IN the 1840s, English legislators and political philosophers found themselves grappling with an unwelcome outcome of the economic growth of the previous century. These problems, which Thomas Carlyle captured with the phrase 'the Condition of England,' materialized in part because both the theory and the instruments of government developed in the eighteenth century proved inadequate to manage the tensions produced by rapid economic changes. In the most concrete terms, these tensions resulted from the intolerable pressures brought on by an increasingly densely congregated urban population, inadequate housing and sanitation, irregular employment, and government policies designed to manage rather than alleviate poverty.
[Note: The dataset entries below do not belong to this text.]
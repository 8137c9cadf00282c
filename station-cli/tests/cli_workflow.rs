#![allow(missing_docs)]
use std::path::Path;
use std::process::Command;

use assert_cmd::prelude::*;
use predicates::prelude::*;
use tempfile::tempdir;

/// Base64 of 32 zero bytes.
const ZERO_KEY: &str = "AAAAAAAAAAAAAAAAAAAAAAAAAAAAAAAAAAAAAAAAAAA=";

fn station(store: &Path) -> Command {
    let mut cmd = Command::cargo_bin("station").expect("Failed to find station binary");
    cmd.env_remove("STATION_KEY")
        .env_remove("STATION_STORE")
        .arg("--store")
        .arg(store);
    cmd
}

fn stdout_of(cmd: &mut Command) -> String {
    let output = cmd.output().expect("Failed to run station");
    assert!(output.status.success(), "command failed: {output:?}");
    String::from_utf8(output.stdout).expect("stdout is not UTF-8")
}

#[test]
fn test_full_mission_workflow() {
    let temp_dir = tempdir().expect("Failed to create temp dir");
    let store = temp_dir.path().join("missions");
    let key_file = temp_dir.path().join("station.key");

    station(&store).arg("init").assert().success();
    assert!(store.join("station.json").exists());

    let key = stdout_of(station(&store).arg("keygen").arg("--out").arg(&key_file));
    assert_eq!(
        key.trim(),
        std::fs::read_to_string(&key_file).expect("Failed to read key file")
    );

    let id = stdout_of(station(&store).arg("--key-file").arg(&key_file).arg("create"))
        .trim()
        .to_string();
    assert_eq!(id.len(), 5);

    station(&store)
        .arg("--key-file")
        .arg(&key_file)
        .arg("list")
        .assert()
        .success()
        .stdout(predicate::str::contains(id.as_str()));

    let pad_before = stdout_of(station(&store).arg("--key-file").arg(&key_file).arg("show").arg(&id));
    let rows_before: Vec<&str> = pad_before.lines().collect();
    assert_eq!(rows_before.len(), 100);

    station(&store)
        .arg("--key-file")
        .arg(&key_file)
        .arg("broadcast")
        .arg(&id)
        .arg("MEET")
        .arg("AT")
        .arg("DAWN")
        .assert()
        .success()
        .stdout(predicate::str::contains(format!("Mission: {id}")))
        .stdout(predicate::str::contains(format!("Consumed row: {}", rows_before[0])))
        .stdout(predicate::str::contains("99 rows remaining"));

    let pad_after = stdout_of(station(&store).arg("--key-file").arg(&key_file).arg("show").arg(&id));
    let rows_after: Vec<&str> = pad_after.lines().collect();
    assert_eq!(rows_after, rows_before[1..]);

    station(&store)
        .arg("--key-file")
        .arg(&key_file)
        .arg("remove")
        .arg(&id)
        .assert()
        .success()
        .stdout(predicate::str::contains(format!("Removed mission '{id}'")));

    station(&store)
        .arg("--key-file")
        .arg(&key_file)
        .arg("list")
        .assert()
        .success()
        .stdout(predicate::str::contains("No missions found"));
}

#[test]
fn test_broadcast_decodes_with_consumed_row() {
    let temp_dir = tempdir().expect("Failed to create temp dir");
    let store = temp_dir.path().join("missions");
    station(&store).arg("init").assert().success();

    let id = stdout_of(station(&store).arg("--key").arg(ZERO_KEY).arg("create"))
        .trim()
        .to_string();
    let output = stdout_of(
        station(&store)
            .arg("--key")
            .arg(ZERO_KEY)
            .arg("broadcast")
            .arg(&id)
            .arg("hello")
            .arg("--json"),
    );
    let tx: serde_json::Value = serde_json::from_str(&output).expect("Failed to parse JSON");
    let cipher = tx["cipher_digits"].as_str().expect("missing cipher_digits");
    let row = tx["consumed_row"].as_str().expect("missing consumed_row");

    station(&store)
        .arg("decode")
        .arg("--pad")
        .arg(row)
        .arg("--cipher")
        .arg(cipher)
        .assert()
        .success()
        .stdout("HELLO\n");
}

#[test]
fn test_decode_without_store_or_key() {
    let temp_dir = tempdir().expect("Failed to create temp dir");
    station(&temp_dir.path().join("absent"))
        .arg("decode")
        .arg("--pad")
        .arg("12345 67890")
        .arg("--cipher")
        .arg("10396 88005")
        .assert()
        .success()
        .stdout("HELLO\n");
}

#[test]
fn test_list_json_and_foreign_key() {
    let temp_dir = tempdir().expect("Failed to create temp dir");
    let store = temp_dir.path().join("missions");
    station(&store)
        .arg("init")
        .arg("--pages")
        .arg("4")
        .assert()
        .success();
    station(&store).arg("--key").arg(ZERO_KEY).arg("create").assert().success();

    let output = stdout_of(station(&store).arg("--key").arg(ZERO_KEY).arg("list").arg("--json"));
    let listing: serde_json::Value = serde_json::from_str(&output).expect("Failed to parse JSON");
    assert_eq!(listing.as_array().map(Vec::len), Some(1));
    assert_eq!(listing[0]["rows_remaining"], 4);

    let other_key = stdout_of(station(&store).arg("keygen"));
    station(&store)
        .arg("--key")
        .arg(other_key.trim())
        .arg("list")
        .assert()
        .success()
        .stdout(predicate::str::contains("No missions found"));
}

#[test]
fn test_errors_exit_with_failure() {
    let temp_dir = tempdir().expect("Failed to create temp dir");
    let store = temp_dir.path().join("missions");

    // Store does not exist yet.
    station(&store).arg("--key").arg(ZERO_KEY).arg("list").assert().failure();

    station(&store).arg("init").assert().success();
    // No key supplied.
    station(&store)
        .env("RUST_LOG", "error")
        .arg("list")
        .assert()
        .failure()
        .stderr(predicate::str::contains("no session key supplied"));
    // Ten-byte key.
    station(&store)
        .arg("--key")
        .arg("AAAAAAAAAAAAAA==")
        .arg("list")
        .assert()
        .failure();
    // Unknown mission.
    station(&store)
        .arg("--key")
        .arg(ZERO_KEY)
        .arg("broadcast")
        .arg("NOPE1")
        .arg("HI")
        .assert()
        .failure();
}

#[test]
fn test_init_rejects_zero_sized_layout() {
    let temp_dir = tempdir().expect("Failed to create temp dir");
    let store = temp_dir.path().join("missions");

    station(&store)
        .arg("init")
        .arg("--id-length")
        .arg("0")
        .assert()
        .failure();
    assert!(!store.join("station.json").exists());

    station(&store)
        .arg("init")
        .arg("--groups")
        .arg("0")
        .assert()
        .failure();
    assert!(!store.exists());
}
// File:    codec.rs
// Author:  apezoo
// Date:    2025-08-02
//
// Description: Maps broadcast text to two-digit codes and back.
//
// License:
// This project is licensed under the terms of the GNU AGPLv3 license.
// See the LICENSE.md file in the project root for full license information.

//! Letter/digit codec.
//!
//! `A`..`Z` map to `"01"`..`"26"` and a space maps to `"00"`. This table is a
//! fixed contract with anyone building digit streams by hand, so it must not
//! change.

/// Code emitted for a space and for any character outside the alphabet.
pub const SPACE_CODE: &str = "00";

/// Character produced when a two-digit code has no letter.
pub const UNKNOWN_CHAR: char = '?';

/// Longest message that fits into one default pad row (50 digits).
pub const MAX_MESSAGE_CHARS: usize = 25;

/// Returns the two-digit code for `ch`, or `None` if it is not mapped.
#[must_use]
pub fn code_for(ch: char) -> Option<String> {
    match ch {
        ' ' => Some(SPACE_CODE.to_string()),
        'A'..='Z' => Some(format!("{:02}", u32::from(ch) - u32::from('A') + 1)),
        _ => None,
    }
}

/// Encodes `text` as a digit string, two digits per character.
///
/// Unmapped characters become [`SPACE_CODE`]; run [`sanitize_message`] first
/// to avoid that.
#[must_use]
pub fn encode(text: &str) -> String {
    text.chars()
        .map(|ch| code_for(ch).unwrap_or_else(|| SPACE_CODE.to_string()))
        .collect()
}

/// Decodes a single two-digit code.
#[must_use]
pub fn decode_pair(pair: [u8; 2]) -> char {
    if !pair.iter().all(u8::is_ascii_digit) {
        return UNKNOWN_CHAR;
    }
    match (pair[0] - b'0') * 10 + (pair[1] - b'0') {
        0 => ' ',
        n @ 1..=26 => char::from(b'A' + n - 1),
        _ => UNKNOWN_CHAR,
    }
}

/// Decodes a digit string two digits at a time.
///
/// A trailing single digit is dropped. Codes without a letter decode to
/// [`UNKNOWN_CHAR`].
#[must_use]
pub fn decode(digits: &str) -> String {
    digits
        .as_bytes()
        .chunks_exact(2)
        .map(|pair| decode_pair([pair[0], pair[1]]))
        .collect()
}

/// Cleans user input into something [`encode`] maps losslessly.
///
/// Keeps ASCII letters and spaces, uppercases them and truncates the result
/// to [`MAX_MESSAGE_CHARS`] characters.
#[must_use]
pub fn sanitize_message(text: &str) -> String {
    text.chars()
        .filter(|ch| ch.is_ascii_alphabetic() || *ch == ' ')
        .map(|ch| ch.to_ascii_uppercase())
        .take(MAX_MESSAGE_CHARS)
        .collect()
}
//! Prime Gaming Offer Watcher
//!
//! Periodically discovers promotional offers by observing the GraphQL
//! traffic of a browser page, deduplicates them against a persistent
//! seen-set, and broadcasts each cycle's new offers to notifier backends.
//!
//! # Pipeline
//!
//! ```text
//! Watchdog tick
//!   └─► OfferCorrelator::discover (via ScrapingClient + Browser)
//!         └─► prune expired ─► unseen ─► OfferFilter ─► SeenStore::add
//!               └─► OfferBus::emit(OfferBatch) ─► spawn_notifier tasks
//! ```
//!
//! # Usage
//!
//! ```rust,ignore
//! use offer_watch::{
//!     spawn_notifier, AppConfig, JsonFileStore, OfferCorrelator, ScrapingClient, Watchdog,
//! };
//!
//! let config = AppConfig::load("config.json")?;
//! let client = ScrapingClient::with_config(browser, config.client.clone());
//! let correlator = OfferCorrelator::new(client).with_config(config.discovery.clone());
//! let store = JsonFileStore::open(&config.watchdog.store_path).await?;
//!
//! let watchdog = Watchdog::builder(correlator, store)
//!     .filter(config.filter())
//!     .config(config.watchdog_config())
//!     .build();
//! spawn_notifier(watchdog.bus(), my_webhook_notifier);
//! watchdog.start();
//! ```
//!
//! # Modules
//!
//! - [`traits`] - Seams provided by the application (Browser, SeenStore, OfferFilter, Notifier)
//! - [`types`] - Offer record model and configuration
//! - [`client`] - Response-observing scraping client
//! - [`correlator`] - Offer feed to journey resolution
//! - [`stores`] - Seen-set backends (MemoryStore, JsonFileStore)
//! - [`watchdog`] - Scheduler
//! - [`events`] - Batch broadcast and notifier fan-out
//! - [`testing`] - Mock implementations for testing

pub mod client;
pub mod clock;
pub mod config;
pub mod correlator;
pub mod error;
pub mod events;
pub mod stores;
pub mod telemetry;
pub mod testing;
pub mod traits;
pub mod types;
pub mod watchdog;

// Re-export core types at crate root
pub use client::ScrapingClient;
pub use clock::{Clock, SystemClock};
pub use config::AppConfig;
pub use correlator::OfferCorrelator;
pub use error::{
    BrowserError, ClientError, ConfigError, NotifyError, StoreError, WatchError,
};
pub use events::{spawn_notifier, OfferBatch, OfferBus};
pub use stores::{JsonFileStore, MemoryStore};
pub use traits::{
    browser::{Browser, InterceptedResponse, Page, ResponseStream},
    filter::{AcceptAll, OfferFilter, TitleBlacklist},
    notifier::Notifier,
    store::SeenStore,
};
pub use types::{
    config::{ClientConfig, DiscoveryConfig, WatchdogConfig},
    item::{Game, GameAssets, Item, ItemOffer, RewardItem},
    journey::JourneyInfo,
    offer::{DeliveryMethod, PrimeOffer},
};
pub use watchdog::{Watchdog, WatchdogBuilder, WatchdogState};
Conceptualized at a more abstract level, these tensions reflect the imperfect success with which the political philosophy of «liberalism» had thus far realized its paradoxical aim: to develop a form of government that could simultaneously allow individuals «free» expression of what seemed like idiosyncratic desires and unite those individuals into a single aggregate that was both amenable to rational oversight and capable of augmenting national prosperity.

In order to appreciate the characteristic features of the two closely related innovations in the British novel of the 1840s-the political novel and the social-problem novel-it is important to realize two things about this decade: first, that the deplorable living and working conditions of the laboring poor were startling revelations to much of the middle-class reading public; and second, that middle-class reformers were as divided about how best to comprehend social problems as about -508- how to cure them. The question of which was more effective-a theoretical approach to the problems of poverty or imaginative engagement with one case at a time-had profound implications for the kind of writing granted social authority and for who was considered most knowledgeable about the poor. While all reformers wanted both to preserve individual liberty and to make the «population» productive, those who advocated theory thought that 'experts'-statesmen, philosophers, and political economists-should address the problem analytically in official reports. Those who supported the case-by-case approach welcomed descriptive accounts by clergymen, journalists, and novelists as well.
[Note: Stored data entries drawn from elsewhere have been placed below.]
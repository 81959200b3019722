//! Scraping client that rides along with the page's own GraphQL traffic.
//!
//! The remote API is never called directly. Each fetch opens a page,
//! navigates, and waits for the first response to a query recognised by its
//! declared operation name, which is the only identifier that stays stable
//! across markup and query-shape changes.
//!
//! ```text
//! new_page ─► subscribe ─► goto(url) ─► first matching response ─► parse
//!    │                                                              │
//!    └──────────────────────── close (every path) ◄─────────────────┘
//! ```

use std::time::Duration;

use futures::StreamExt;
use serde::de::DeserializeOwned;
use serde::Deserialize;
use tracing::{debug, warn};

use crate::error::{ClientError, ClientResult};
use crate::traits::browser::{Browser, InterceptedResponse, Page};
use crate::types::{config::ClientConfig, item::Item, offer::PrimeOffer};

/// How a request's operation name is recognised.
#[derive(Debug, Clone, Copy)]
pub enum OperationMatch<'a> {
    /// Operation name starts with the given prefix
    Prefix(&'a str),

    /// Operation name equals the given name
    Exact(&'a str),
}

impl OperationMatch<'_> {
    fn label(&self) -> &str {
        match self {
            OperationMatch::Prefix(name) | OperationMatch::Exact(name) => name,
        }
    }

    fn matches_name(&self, operation_name: &str) -> bool {
        match self {
            OperationMatch::Prefix(prefix) => operation_name.starts_with(prefix),
            OperationMatch::Exact(name) => operation_name == *name,
        }
    }

    /// Whether any operation declared in the request body matches.
    pub fn matches_post_data(&self, post_data: Option<&str>) -> bool {
        post_data
            .map(operation_names)
            .unwrap_or_default()
            .iter()
            .any(|name| self.matches_name(name))
    }
}

#[derive(Debug, Deserialize)]
#[serde(rename_all = "camelCase")]
struct GraphqlRequest {
    #[serde(default)]
    operation_name: Option<String>,
}

/// Single request or a batch in one POST body.
#[derive(Debug, Deserialize)]
#[serde(untagged)]
enum GraphqlRequestBody {
    Single(GraphqlRequest),
    Batch(Vec<GraphqlRequest>),
}

/// Operation names declared in a GraphQL request body.
///
/// Bodies that are not GraphQL JSON declare no operations.
pub fn operation_names(post_data: &str) -> Vec<String> {
    match serde_json::from_str::<GraphqlRequestBody>(post_data) {
        Ok(GraphqlRequestBody::Single(request)) => request.operation_name.into_iter().collect(),
        Ok(GraphqlRequestBody::Batch(requests)) => requests
            .into_iter()
            .filter_map(|request| request.operation_name)
            .collect(),
        Err(_) => vec![],
    }
}

#[derive(Debug, Deserialize)]
struct GraphqlResponse<T> {
    data: T,
}

#[derive(Debug, Deserialize)]
#[serde(rename_all = "camelCase")]
struct OffersData {
    prime_offers: Vec<PrimeOffer>,
}

#[derive(Debug, Deserialize)]
struct ItemData {
    item: Item,
}

/// Fetches offer data by observing a browser page's network responses.
///
/// Holds only shared references to the browser, so several fetches may run
/// concurrently on separate pages.
pub struct ScrapingClient<B: Browser> {
    browser: B,
    config: ClientConfig,
}

impl<B: Browser> ScrapingClient<B> {
    /// Create a client with the default configuration.
    pub fn new(browser: B) -> Self {
        Self::with_config(browser, ClientConfig::default())
    }

    /// Create with a custom configuration.
    pub fn with_config(browser: B, config: ClientConfig) -> Self {
        Self { browser, config }
    }

    pub fn config(&self) -> &ClientConfig {
        &self.config
    }

    pub fn browser(&self) -> &B {
        &self.browser
    }

    /// Fetch the offer feed from the landing page.
    pub async fn fetch_top_level_offers(&self) -> ClientResult<Vec<PrimeOffer>> {
        let matcher = OperationMatch::Prefix(&self.config.offers_operation_prefix);
        let response = self
            .capture(
                &self.config.landing_url,
                matcher,
                self.config.offers_timeout(),
            )
            .await?;

        let payload: GraphqlResponse<OffersData> = parse_payload(&response, matcher)?;
        debug!(count = payload.data.prime_offers.len(), "Parsed offer feed");
        Ok(payload.data.prime_offers)
    }

    /// Fetch the detailed item behind an external offer.
    ///
    /// Fails with [`ClientError::Timeout`] if the detail query does not
    /// answer within the configured wait.
    pub async fn fetch_item_detail(&self, offer: &PrimeOffer) -> ClientResult<Item> {
        let url = offer
            .external_url()
            .ok_or_else(|| ClientError::MissingExternalUrl {
                offer_id: offer.id.clone(),
            })?;

        let matcher = OperationMatch::Exact(&self.config.detail_operation);
        let response = self
            .capture(url, matcher, self.config.detail_timeout())
            .await?;

        let payload: GraphqlResponse<ItemData> = parse_payload(&response, matcher)?;
        Ok(payload.data.item)
    }

    /// Open a page, wait for the matching response and close the page
    /// regardless of the outcome.
    async fn capture(
        &self,
        url: &str,
        matcher: OperationMatch<'_>,
        timeout: Duration,
    ) -> ClientResult<InterceptedResponse> {
        let page = self.browser.new_page().await?;

        let result = self
            .wait_for_response(page.as_ref(), url, matcher, timeout)
            .await;

        if let Err(e) = page.close().await {
            warn!(url, error = %e, "Failed to close page");
        }

        result
    }

    async fn wait_for_response(
        &self,
        page: &dyn Page,
        url: &str,
        matcher: OperationMatch<'_>,
        timeout: Duration,
    ) -> ClientResult<InterceptedResponse> {
        // Subscribe first: the query may complete while navigation is in flight
        let mut responses = page.responses().await?;

        // The wait covers navigation too; a stalled goto is a timeout
        let endpoint = self.config.graphql_url_prefix.as_str();
        let exchange = async {
            page.goto(url).await?;

            while let Some(response) = responses.next().await {
                if response.url().starts_with(endpoint)
                    && matcher.matches_post_data(response.post_data())
                {
                    return Ok(Some(response));
                }
            }
            Ok::<_, ClientError>(None)
        };

        match tokio::time::timeout(timeout, exchange).await {
            Ok(Ok(Some(response))) => Ok(response),
            Ok(Ok(None)) => Err(ClientError::ResponseStreamClosed {
                operation: matcher.label().to_string(),
            }),
            Ok(Err(e)) => Err(e),
            Err(_) => Err(ClientError::Timeout {
                operation: matcher.label().to_string(),
                url: url.to_string(),
                waited: timeout,
            }),
        }
    }
}

fn parse_payload<T: DeserializeOwned>(
    response: &InterceptedResponse,
    matcher: OperationMatch<'_>,
) -> ClientResult<T> {
    response
        .json()
        .map_err(|source| ClientError::MalformedPayload {
            operation: matcher.label().to_string(),
            source,
        })
}

#[cfg(test)]
mod tests {
    use super::*;
    use crate::error::BrowserError;
    use crate::testing::{
        detail_response, feed_response, graphql_response, MockBrowser, GRAPHQL_URL,
    };
    use crate::types::item::ItemOffer;
    use chrono::{Duration as ChronoDuration, Utc};

    const HOME: &str = "https://gaming.amazon.com/home";

    fn fast_config() -> ClientConfig {
        ClientConfig {
            offers_timeout_secs: 1,
            detail_timeout_secs: 1,
            ..ClientConfig::default()
        }
    }

    #[test]
    fn test_operation_names_single_and_batch() {
        assert_eq!(
            operation_names(r#"{"operationName": "OffersContext_Offers_And_Items", "query": "..."}"#),
            vec!["OffersContext_Offers_And_Items"]
        );
        assert_eq!(
            operation_names(r#"[{"operationName": "A"}, {"query": "{}"}, {"operationName": "B"}]"#),
            vec!["A", "B"]
        );
        assert!(operation_names("not json").is_empty());
        assert!(operation_names(r#"{"query": "{}"}"#).is_empty());
    }

    #[test]
    fn test_operation_match() {
        let prefix = OperationMatch::Prefix("OffersContext_Offers");
        assert!(prefix.matches_post_data(Some(r#"{"operationName": "OffersContext_Offers_And_Items"}"#)));
        assert!(!prefix.matches_post_data(Some(r#"{"operationName": "Other"}"#)));
        assert!(!prefix.matches_post_data(None));

        let exact = OperationMatch::Exact("OfferDetail_Item");
        assert!(exact.matches_post_data(Some(r#"{"operationName": "OfferDetail_Item"}"#)));
        assert!(!exact.matches_post_data(Some(r#"{"operationName": "OfferDetail_Item_Extra"}"#)));
    }

    #[tokio::test]
    async fn test_fetch_top_level_offers_skips_unrelated_responses() {
        let offer = PrimeOffer::external("o1", "Offer 1", "https://gaming.amazon.com/dp/1");
        let browser = MockBrowser::new()
            .with_response(HOME, InterceptedResponse::new("https://gaming.amazon.com/static/app.js", "{}"))
            .with_response(HOME, graphql_response("SomethingElse", r#"{"data": {}}"#))
            .with_response(HOME, feed_response(&[offer.clone()]));
        let client = ScrapingClient::with_config(browser.clone(), fast_config());

        let offers = client.fetch_top_level_offers().await.unwrap();

        assert_eq!(offers, vec![offer]);
        assert_eq!(browser.pages_opened(), 1);
        assert_eq!(browser.pages_closed(), 1);
        assert_eq!(browser.navigations(), vec![HOME.to_string()]);
    }

    #[tokio::test]
    async fn test_fetch_item_detail() {
        let offer = PrimeOffer::external("o1", "Offer 1", "https://gaming.amazon.com/dp/1");
        let item = Item::new("item-1", "Game A")
            .with_offer(ItemOffer::new("s").ending_at(Utc::now() + ChronoDuration::days(1)));
        let browser = MockBrowser::new().with_response(
            "https://gaming.amazon.com/dp/1",
            detail_response(&item),
        );
        let client = ScrapingClient::with_config(browser.clone(), fast_config());

        let fetched = client.fetch_item_detail(&offer).await.unwrap();

        assert_eq!(fetched, item);
        assert_eq!(browser.pages_closed(), 1);
    }

    #[tokio::test]
    async fn test_detail_timeout_closes_page() {
        let offer = PrimeOffer::external("o1", "Offer 1", "https://gaming.amazon.com/dp/silent");
        let browser = MockBrowser::new();
        let client = ScrapingClient::with_config(browser.clone(), fast_config());

        let err = client.fetch_item_detail(&offer).await.unwrap_err();

        assert!(err.is_timeout(), "expected timeout, got {err}");
        assert_eq!(browser.pages_opened(), 1);
        assert_eq!(browser.pages_closed(), 1);
        assert_eq!(browser.open_pages(), 0);
    }

    #[tokio::test]
    async fn test_stalled_navigation_times_out() {
        let offer = PrimeOffer::external("o1", "Offer 1", "https://gaming.amazon.com/dp/stalled");
        let browser = MockBrowser::new().with_stalled_navigation("https://gaming.amazon.com/dp/stalled");
        let client = ScrapingClient::with_config(browser.clone(), fast_config());

        let err = tokio::time::timeout(
            std::time::Duration::from_secs(5),
            client.fetch_item_detail(&offer),
        )
        .await
        .expect("detail wait should bound navigation")
        .unwrap_err();

        assert!(err.is_timeout(), "expected timeout, got {err}");
        assert_eq!(browser.navigations(), vec!["https://gaming.amazon.com/dp/stalled"]);
        assert_eq!(browser.open_pages(), 0);
    }

    #[tokio::test]
    async fn test_navigation_error_closes_page() {
        let offer = PrimeOffer::external("o1", "Offer 1", "https://gaming.amazon.com/dp/broken");
        let browser = MockBrowser::new().with_navigation_failure("https://gaming.amazon.com/dp/broken");
        let client = ScrapingClient::with_config(browser.clone(), fast_config());

        let err = client.fetch_item_detail(&offer).await.unwrap_err();

        assert!(matches!(err, ClientError::Browser(BrowserError::Navigation { .. })));
        assert_eq!(browser.pages_closed(), 1);
    }

    #[tokio::test]
    async fn test_malformed_payload_is_distinct() {
        let browser = MockBrowser::new().with_response(
            HOME,
            graphql_response(
                "OffersContext_Offers_And_Items",
                r#"{"data": {"primeOffers": [{"id": 7}]}}"#,
            ),
        );
        let client = ScrapingClient::with_config(browser.clone(), fast_config());

        let err = client.fetch_top_level_offers().await.unwrap_err();

        assert!(matches!(err, ClientError::MalformedPayload { .. }));
        assert_eq!(browser.pages_closed(), 1);
    }

    #[tokio::test]
    async fn test_null_item_is_malformed() {
        let offer = PrimeOffer::external("o1", "Offer 1", "https://gaming.amazon.com/dp/1");
        let browser = MockBrowser::new().with_response(
            "https://gaming.amazon.com/dp/1",
            graphql_response("OfferDetail_Item", r#"{"data": {"item": null}}"#),
        );
        let client = ScrapingClient::with_config(browser, fast_config());

        let err = client.fetch_item_detail(&offer).await.unwrap_err();
        assert!(matches!(err, ClientError::MalformedPayload { .. }));
    }

    #[tokio::test]
    async fn test_missing_external_url() {
        let mut offer = PrimeOffer::external("o1", "Offer 1", "unused");
        offer.content.external_url = None;
        let browser = MockBrowser::new();
        let client = ScrapingClient::new(browser.clone());

        let err = client.fetch_item_detail(&offer).await.unwrap_err();

        assert!(matches!(err, ClientError::MissingExternalUrl { .. }));
        assert_eq!(browser.pages_opened(), 0);
    }

    #[tokio::test]
    async fn test_response_outside_endpoint_is_ignored() {
        let offer = PrimeOffer::external("o1", "Offer 1", "https://gaming.amazon.com/dp/1");
        let item = Item::new("item-1", "Game A");
        let mut off_endpoint = detail_response(&item);
        off_endpoint.url = "https://cdn.example.com/graphql?x=1".to_string();
        let browser =
            MockBrowser::new().with_response("https://gaming.amazon.com/dp/1", off_endpoint);
        let client = ScrapingClient::with_config(browser, fast_config());

        let err = client.fetch_item_detail(&offer).await.unwrap_err();
        assert!(err.is_timeout());
        assert!(GRAPHQL_URL.starts_with(&client.config().graphql_url_prefix));
    }

    #[tokio::test]
    async fn test_concurrent_fetches_use_separate_pages() {
        let first = PrimeOffer::external("o1", "Offer 1", "https://gaming.amazon.com/dp/1");
        let second = PrimeOffer::external("o2", "Offer 2", "https://gaming.amazon.com/dp/2");
        let browser = MockBrowser::new()
            .with_response("https://gaming.amazon.com/dp/1", detail_response(&Item::new("a", "A")))
            .with_response("https://gaming.amazon.com/dp/2", detail_response(&Item::new("b", "B")));
        let client = ScrapingClient::with_config(browser.clone(), fast_config());

        let (a, b) = tokio::join!(
            client.fetch_item_detail(&first),
            client.fetch_item_detail(&second)
        );

        assert_eq!(a.unwrap().id, "a");
        assert_eq!(b.unwrap().id, "b");
        assert_eq!(browser.pages_opened(), 2);
        assert_eq!(browser.open_pages(), 0);
    }
}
The question of how best to comprehend the new urban landscape also made the issue of gender central to the treatment of poverty. Largely because of the eighteenth-century breakup of moral philosophy into political economy and aesthetics, ways of knowing were gendered in the early nineteenth century: the abstract reasoning of political economy was considered a masculine epistemology, while the aesthetic appreciation of concrete particulars was considered feminine. This did not mean that all imaginative literature was written by women, of course, or even that political economy was exclusively a male domain. It did mean that men who wrote poetry and novels struggled to acquire the dignity generally attributed to masculine pursuits-whether by asserting, as Percy Shelley did, that poets were the 'unacknowledged legislators of the world' or by taking serious historical events as their subjects, as did Sir Walter Scott. It also meant that women who addressed political and economic subjects, like Mary Wollstonecraft and Harriet Martineau, had to contend with the charge that they were «masculine» or «unsexed» females.

When novelists entered the Condition-of- England debate in the 1840s, then, they were implicitly arguing that a feminized genre was more appropriate to the problems of the poor than were the abstractions of political economy. At the same time, however, when writers addressed social issues in fiction they were also claiming a more directly political role for the novel than feminized activities were generally granted. In this chapter I will examine some of the implications of gendered knowledge for the treatment of social problems and for the novel as a genre. Benjamin Disraeli's Coningsby (1844), which most identify as the first political novel, suggests how even novelistic knowledge could be represented as masculine if «politics» was sufficiently rede-509- fined. By contrast, Elizabeth Gaskell's Mary Barton (1847), which critics consider the first social-problem novel, argues for the feminization of knowing even in a world where the principles of political economy hold sway.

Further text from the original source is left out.